(Saved entries)
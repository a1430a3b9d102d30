use leptos::prelude::*;

#[derive(Debug, Clone, Copy, PartialEq, Eq)]
pub enum IconKind {
    GitHub,
    LinkedIn,
    Phone,
    WhatsApp,
    Location,
    Email,
}

impl IconKind {
    fn body(&self) -> &'static str {
        match self {
            IconKind::GitHub => concat!(
                r#"<path d="M15 22v-4a4.8 4.8 0 0 0-1-3.5c3 0 6-2 6-5.5A5.4 5.4 0 0 0 19.5 3 5 5 0 0 0 19 3s-1.5 0-3 2a11.7 11.7 0 0 0-6 0C7.5 3 6 3 6 3a5 5 0 0 0-.5 3.5C5 9 8 11 11 11a4.8 4.8 0 0 0-1 3.5v4"/>"#,
                r#"<path d="M9 18c-4.5 2-5-2-7-2"/>"#,
            ),
            IconKind::LinkedIn => concat!(
                r#"<path d="M16 8a6 6 0 0 1 6 6v7h-4v-7a2 2 0 0 0-2-2 2 2 0 0 0-2 2v7h-4v-7a6 6 0 0 1 6-6Z"/>"#,
                r#"<rect x="2" y="9" width="4" height="12"/>"#,
                r#"<circle cx="4" cy="4" r="2"/>"#,
            ),
            IconKind::Phone => {
                r#"<path d="M22 16.92v3a2 2 0 0 1-2.18 2 19.79 19.79 0 0 1-8.63-3.07 19.5 19.5 0 0 1-6-6 19.79 19.79 0 0 1-3.07-8.67A2 2 0 0 1 4.11 2h3a2 2 0 0 1 2 1.72 12.84 12.84 0 0 0 .7 2.81 2 2 0 0 1-.45 2.11L8.09 9.91a16 16 0 0 0 6 6l1.27-1.27a2 2 0 0 1 2.11-.45 12.84 12.84 0 0 0 2.81.7A2 2 0 0 1 22 16.92z"/>"#
            }
            IconKind::WhatsApp => {
                r#"<path d="M21 11.5a8.38 8.38 0 0 1-.9 3.8 8.5 8.5 0 0 1-7.6 4.7 8.38 8.38 0 0 1-3.8-.9L3 21l1.9-5.7a8.38 8.38 0 0 1-.9-3.8 8.5 8.5 0 0 1 4.7-7.6 8.38 8.38 0 0 1 3.8-.9h.5a8.48 8.48 0 0 1 8 8v.5z"/>"#
            }
            IconKind::Location => concat!(
                r#"<path d="M21 10c0 7-9 13-9 13s-9-6-9-13a9 9 0 0 1 18 0z"/>"#,
                r#"<circle cx="12" cy="10" r="3"/>"#,
            ),
            IconKind::Email => concat!(
                r#"<path d="M4 4h16c1.1 0 2 .9 2 2v12c0 1.1-.9 2-2 2H4c-1.1 0-2-.9-2-2V6c0-1.1.9-2 2-2z"/>"#,
                r#"<polyline points="22,6 12,13 2,6"/>"#,
            ),
        }
    }
}

/// 20px stroke icon.
#[component]
pub fn Icon(kind: IconKind) -> impl IntoView {
    view! {
        <svg
            xmlns="http://www.w3.org/2000/svg"
            width="20"
            height="20"
            viewBox="0 0 24 24"
            fill="none"
            stroke="currentColor"
            stroke-width="2"
            stroke-linecap="round"
            stroke-linejoin="round"
            aria-hidden="true"
            inner_html=kind.body()
        ></svg>
    }
}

● **Prompt**: The answer must be the lines from the one containing "#[component]" through the last line of the records, written out exactly; please include nothing more.

● **Exercise output**:
#[component]
pub fn Icon(kind: IconKind) -> impl IntoView {
    view! {
        <svg
            xmlns="http://www.w3.org/2000/svg"
            width="20"
            height="20"
            viewBox="0 0 24 24"
            fill="none"
            stroke="currentColor"
            stroke-width="2"
            stroke-linecap="round"
            stroke-linejoin="round"
            aria-hidden="true"
            inner_html=kind.body()
        ></svg>
    }
}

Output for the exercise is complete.